Y entonces volvemos al inicio: ¿qué necesidad lleva a mucha gente a fingir o a pretender interés en un artista o en algún episodio? ¿qué lleva a una persona a compartir con sus contactos algo que le es ajeno, que no le interesa, que nunca se tomó el trabajo o el placer de disfrutar? ¿por qué se hace eso? Podemos pensar que todo sería mejor si cada persona compartiera sus gustos, sin tener que sentirse obligada a festejar un canon, ni a simular un gusto que no tiene, ni a pretender conocer algo que desconoce, ni a actuar una tristeza que no se tiene, ni a actuar una felicidad que no es tal, ni a manifestar cosas que en el trato cotidiano le son ajenas, lejanas, desconocidas, ásperas. Es un cierto fenómeno de desdoblamiento, de simulación y de impostura, que tanto y tan bien ha trabajado la literatura. Podemos verlo así: una persona vive la vida cotidiana como cualquiera, pero un otro se apropia de ella cuando navega y, por una extraña operación de la voluntad, éste finge conocimientos, preocupaciones, gustos o lamentos que no tienen ningún lugar en su vida “real”. Copia, pega y comparte el menú del día como quien pasa la sal en la mesa. Y sigue en el discurrir, apoltronado. Ese otro vive como succionando de muros ajenos la savia de la jornada y sale a mostrarse, ya consternado, ya comprometido, ya preocupado. A menudo, además, para el escándalo del espíritu sensible, aparece la retórica de autoayuda, forma discursiva de moda que impone un cierto optimismo, pero dicho con el tono ausente con que un locutor lee las normas jurídicas de una campaña. El otro yo que se nos sale en las redes no sólo dice cualquier cosa, sino que lo dice alegre, sonriente, pletórico.
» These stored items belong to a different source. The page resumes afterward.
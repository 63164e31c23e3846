#![forbid(unsafe_code)]

mod actor;
mod cmd;
mod config;
mod output;

use anyhow::{Context as _, Result};
use clap::{Parser, Subcommand};
use std::env;
use std::path::PathBuf;
use tracing_subscriber::EnvFilter;

use pragati_core::model::ProfileId;
use pragati_core::{EngineError, EntityStore as _};
use pragati_store::open_store;

use cmd::Ctx;
use config::CliConfig;
use output::OutputMode;

#[derive(Parser, Debug)]
#[command(
    author,
    version,
    about = "pragati: role-scoped monitoring for public infrastructure projects",
    long_about = None
)]
struct Cli {
    /// Enable verbose logging.
    #[arg(short, long)]
    verbose: bool,

    /// Emit JSON output instead of human-readable text.
    #[arg(long, global = true)]
    json: bool,

    /// Acting profile id (overrides PRAGATI_ACTOR and config).
    #[arg(long, global = true)]
    actor: Option<String>,

    /// Path to the store database (overrides PRAGATI_DB and config).
    #[arg(long, global = true)]
    db: Option<PathBuf>,

    /// Suppress non-essential output.
    #[arg(short, long, global = true)]
    quiet: bool,

    #[command(subcommand)]
    command: Commands,
}

impl Cli {
    const fn output_mode(&self) -> OutputMode {
        if self.json {
            OutputMode::Json
        } else {
            OutputMode::Human
        }
    }
}

#[derive(Subcommand, Debug)]
enum Commands {
    #[command(
        next_help_heading = "Setup",
        about = "Initialize the store database",
        after_help = "EXAMPLES:\n    # Create an empty store\n    pgt init\n\n    # Create and load the demo data set\n    pgt init --sample"
    )]
    Init(cmd::init::InitArgs),

    #[command(
        next_help_heading = "Read",
        about = "Role-specific dashboard",
        after_help = "EXAMPLES:\n    pgt dashboard --actor so-maharashtra\n    pgt dashboard --actor c-kumar --json"
    )]
    Dashboard,

    #[command(
        next_help_heading = "Read",
        about = "List visible projects",
        after_help = "EXAMPLES:\n    pgt projects --actor dc-mumbai\n    pgt projects --actor so-maharashtra --status delayed"
    )]
    Projects(cmd::projects::ListArgs),

    #[command(
        next_help_heading = "Read",
        about = "Show one project with its history",
        after_help = "EXAMPLES:\n    pgt show p-road-1 --actor dc-mumbai"
    )]
    Show(cmd::projects::ShowArgs),

    #[command(
        next_help_heading = "Read",
        about = "List projects open for contractor self-assignment"
    )]
    Available,

    #[command(
        next_help_heading = "Contractor",
        about = "Claim an unassigned ongoing project",
        after_help = "EXAMPLES:\n    pgt claim p-sports-1 --actor c-kumar"
    )]
    Claim(cmd::claim::ClaimArgs),

    #[command(
        next_help_heading = "Contractor",
        about = "Submit a fund-release request",
        after_help = "EXAMPLES:\n    pgt submit-fund p-road-1 --amount 250000 \\\n        --description \"Road base material\" --actor c-kumar"
    )]
    SubmitFund(cmd::submit::SubmitFundArgs),

    #[command(
        next_help_heading = "Contractor",
        about = "Record a progress image (progress, ar, 360)",
        after_help = "EXAMPLES:\n    pgt submit-image p-road-1 --kind 360 \\\n        --url https://blobs.example/site.jpg --actor c-kumar"
    )]
    SubmitImage(cmd::submit::SubmitImageArgs),

    #[command(
        next_help_heading = "Contractor",
        about = "Report completion percentage and status",
        after_help = "EXAMPLES:\n    pgt progress p-road-1 --completion 70 --actor c-kumar\n    pgt progress p-road-1 --completion 100 --status completed --actor c-kumar"
    )]
    Progress(cmd::submit::ProgressArgs),

    #[command(
        next_help_heading = "Review",
        about = "Approve a pending fund update",
        after_help = "EXAMPLES:\n    pgt approve <fund-update-id> --actor dc-mumbai"
    )]
    Approve(cmd::review::ApproveArgs),

    #[command(
        next_help_heading = "Review",
        about = "Reject a pending fund update"
    )]
    Reject(cmd::review::RejectArgs),

    #[command(
        next_help_heading = "Messages",
        about = "Send a message to the counterparty",
        after_help = "EXAMPLES:\n    # Contractor to their collector\n    pgt message \"Foundation work done\" --project p-road-1 --actor c-kumar\n\n    # Collector to a contractor\n    pgt message \"Inspection on Friday\" --contractor c-kumar --actor dc-mumbai"
    )]
    Message(cmd::message::MessageArgs),

    #[command(next_help_heading = "Messages", about = "List your messages")]
    Inbox,

    #[command(
        next_help_heading = "Messages",
        about = "Mark a message read (counterparty only)"
    )]
    Read(cmd::message::ReadArgs),

    #[command(next_help_heading = "Records", about = "List visible alerts")]
    Alerts(cmd::records::AlertsArgs),

    #[command(
        next_help_heading = "Records",
        about = "Resolve an active alert",
        after_help = "EXAMPLES:\n    pgt resolve-alert a-delay-1 --actor dc-pune"
    )]
    ResolveAlert(cmd::records::ResolveAlertArgs),

    #[command(next_help_heading = "Records", about = "List visible citizen feedback")]
    Feedback(cmd::records::FeedbackArgs),

    #[command(
        next_help_heading = "Records",
        about = "Advance feedback along pending -> in_progress -> resolved",
        after_help = "EXAMPLES:\n    pgt advance f-school-1 --to in_progress --actor dc-pune"
    )]
    Advance(cmd::records::AdvanceArgs),

    #[command(
        next_help_heading = "Read",
        about = "Allocated-vs-utilized fund rollup"
    )]
    Fundflow,

    #[command(
        next_help_heading = "Setup",
        about = "Generate shell completions",
        after_help = "EXAMPLES:\n    pgt completions bash > /etc/bash_completion.d/pgt"
    )]
    Completions(cmd::completions::CompletionsArgs),
}

fn init_tracing(verbose: bool, quiet: bool) {
    let default_level = if quiet {
        "error"
    } else if verbose {
        "debug"
    } else {
        "warn"
    };
    let filter =
        EnvFilter::try_from_env("PRAGATI_LOG").unwrap_or_else(|_| EnvFilter::new(default_level));
    tracing_subscriber::fmt()
        .with_env_filter(filter)
        .with_writer(std::io::stderr)
        .init();
}

fn resolve_db_path(flag: Option<PathBuf>, config: &CliConfig) -> PathBuf {
    if let Some(path) = flag {
        return path;
    }
    if let Some(path) = env::var_os("PRAGATI_DB") {
        return PathBuf::from(path);
    }
    config
        .db_path
        .clone()
        .unwrap_or_else(|| PathBuf::from("pragati.sqlite3"))
}

fn main() {
    let cli = Cli::parse();
    init_tracing(cli.verbose, cli.quiet);
    let mode = cli.output_mode();

    if let Err(err) = run(cli, mode) {
        if let Some(engine) = err.downcast_ref::<EngineError>() {
            output::render_engine_error(mode, engine);
        } else {
            eprintln!("error: {err:#}");
        }
        std::process::exit(1);
    }
}

fn run(cli: Cli, mode: OutputMode) -> Result<()> {
    let cwd = env::current_dir().context("determine working directory")?;
    let config = CliConfig::load(&cwd)?;
    let db_path = resolve_db_path(cli.db, &config);
    tracing::debug!(db = %db_path.display(), "store path resolved");

    match cli.command {
        Commands::Init(args) => cmd::init::run_init(&args, &db_path, mode),
        Commands::Completions(args) => cmd::completions::run_completions::<Cli>(&args),
        command => {
            let actor_id =
                actor::require_actor(cli.actor.as_deref(), config.default_actor.as_deref())?;
            let store = open_store(&db_path)?;
            let profile = store
                .profile(&ProfileId::new(actor_id))
                .map_err(EngineError::from)?;
            let mut ctx = Ctx {
                store,
                actor: profile,
                output: mode,
            };

            match command {
                Commands::Init(_) | Commands::Completions(_) => unreachable!("handled above"),
                Commands::Dashboard => cmd::dashboard::run_dashboard(&ctx),
                Commands::Projects(args) => cmd::projects::run_list(&ctx, &args),
                Commands::Show(args) => cmd::projects::run_show(&ctx, &args),
                Commands::Available => cmd::projects::run_available(&ctx),
                Commands::Claim(args) => cmd::claim::run_claim(&mut ctx, &args),
                Commands::SubmitFund(args) => cmd::submit::run_submit_fund(&mut ctx, &args),
                Commands::SubmitImage(args) => cmd::submit::run_submit_image(&mut ctx, &args),
                Commands::Progress(args) => cmd::submit::run_progress(&mut ctx, &args),
                Commands::Approve(args) => cmd::review::run_approve(&mut ctx, &args),
                Commands::Reject(args) => cmd::review::run_reject(&mut ctx, &args),
                Commands::Message(args) => cmd::message::run_message(&mut ctx, &args),
                Commands::Inbox => cmd::message::run_inbox(&ctx),
                Commands::Read(args) => cmd::message::run_read(&mut ctx, &args),
                Commands::Alerts(args) => cmd::records::run_alerts(&ctx, &args),
                Commands::ResolveAlert(args) => cmd::records::run_resolve_alert(&mut ctx, &args),
                Commands::Feedback(args) => cmd::records::run_feedback(&ctx, &args),
                Commands::Advance(args) => cmd::records::run_advance(&mut ctx, &args),
                Commands::Fundflow => cmd::fundflow::run_fundflow(&ctx),
            }
        }
    }
}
Cálido e irresponsable en el mullido lugar de las cosas virtuales. Nada de lo humano le es ajeno (economía, política, literatura, deportes, mecánica cuántica). Pero nada le es propio. Pasa y postea de todo y de todos como el que pasa un plato en una kermese, y con el mismo tacto cita a geniales artistas que se hubieran cortado los miembros antes de redactar las pavadas que se les atribuyen.